De aquello que Dulcinea nunca pudo decir…
Es bueno iniciar todo texto con una pregunta. ¿Todo texto? Más valdría decir una vida. ¿No es la vida una pregunta? Mas, ¿cuál fue la pregunta de Dulcinea? ¿Qué enigma se esconde detrás de ella? Parece que ella misma se erigió en pregunta, en incógnita, en la pregunta no contestada de don Quijote. Pero, ¿fue ese el destino que ella escogió, ser tan sólo una fantasía, una Antígona en la Mancha?

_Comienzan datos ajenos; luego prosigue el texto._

mod cli;
mod commands;
mod config;
mod error;
mod output;

use clap::Parser;
use tracing_subscriber::EnvFilter;

use crate::cli::{Cli, Command};
use crate::error::CliError;

fn main() {
    let cli = Cli::parse();

    init_tracing(cli.global.verbose);

    if let Err(err) = run(cli) {
        let code = err.exit_code();
        eprintln!("{:?}", miette::Report::new(err));
        std::process::exit(code);
    }
}

fn init_tracing(verbosity: u8) {
    let filter = match verbosity {
        0 => "warn",
        1 => "info",
        2 => "debug",
        _ => "trace",
    };

    tracing_subscriber::fmt()
        .with_env_filter(
            EnvFilter::try_from_default_env().unwrap_or_else(|_| EnvFilter::new(filter)),
        )
        .with_writer(std::io::stderr)
        .with_target(false)
        .init();
}

fn run(cli: Cli) -> Result<(), CliError> {
    match cli.command {
        Command::Completions(args) => {
            use clap::CommandFactory;
            use clap_complete::generate;

            let mut cmd = Cli::command();
            generate(args.shell, &mut cmd, "automultisite", &mut std::io::stdout());
            Ok(())
        }

        Command::Config(args) => commands::config_cmd::handle(args, &cli.global),

        cmd => {
            tracing::debug!(command = ?cmd, "dispatching command");
            commands::dispatch(cmd, &cli.global)
        }
    }
}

Dulcinea trascendió el tiempo y el espacio, buscando nuevas leyes para dejar de ser sólo una quimera, una ilusión, una pasión impronunciable, midiendo su tiempo en relojes de arena, escapando de la certera saeta que le hería el alma, condenada a ser sólo eso: una quimera.
Exiliada de su cuerpo y de su alma, juega un mítico papel, paradoja de la esencia de la mujer: ahogar entre encajes virginales, pasiones terrenales. Plegarias, rezos, nazarenos, penitencias y oscuras catedrales han sido la cruel y despiadada sepultura de la voluptuosidad y del deseo. Heridas milenarias infligidas a un alma y un cuerpo que no escogieron ese triste destino. Murallas y claustros donde sus almas se estremecieron, voces milenarias que claman justicia, dolor y silencio enraizados en los muros, fantasías y sueños que nunca vieron la luz.
Dulcinea demanda, condena, se vuelve síntoma de don Quijote, y espera, tan sólo espera, esa mirada, esa palabra libertadora de las cadenas de la exclusión y de la inexistencia. Ansía la huida, la reclama con desesperación, no se resigna a ser condenada a lo impronunciado. Reclama una mirada donde pueda mirarse mujer de carne y hueso, cálida entraña y caricia suave, nocturnas pasiones y humedades al alba, amante encendida y no virgen de hornacina.
Sí, Dulcinea ama. Pero no se resigna al silencio.
(Ver Cueli, José, Entre el delirio y el sueño, Editorial La Jornada.)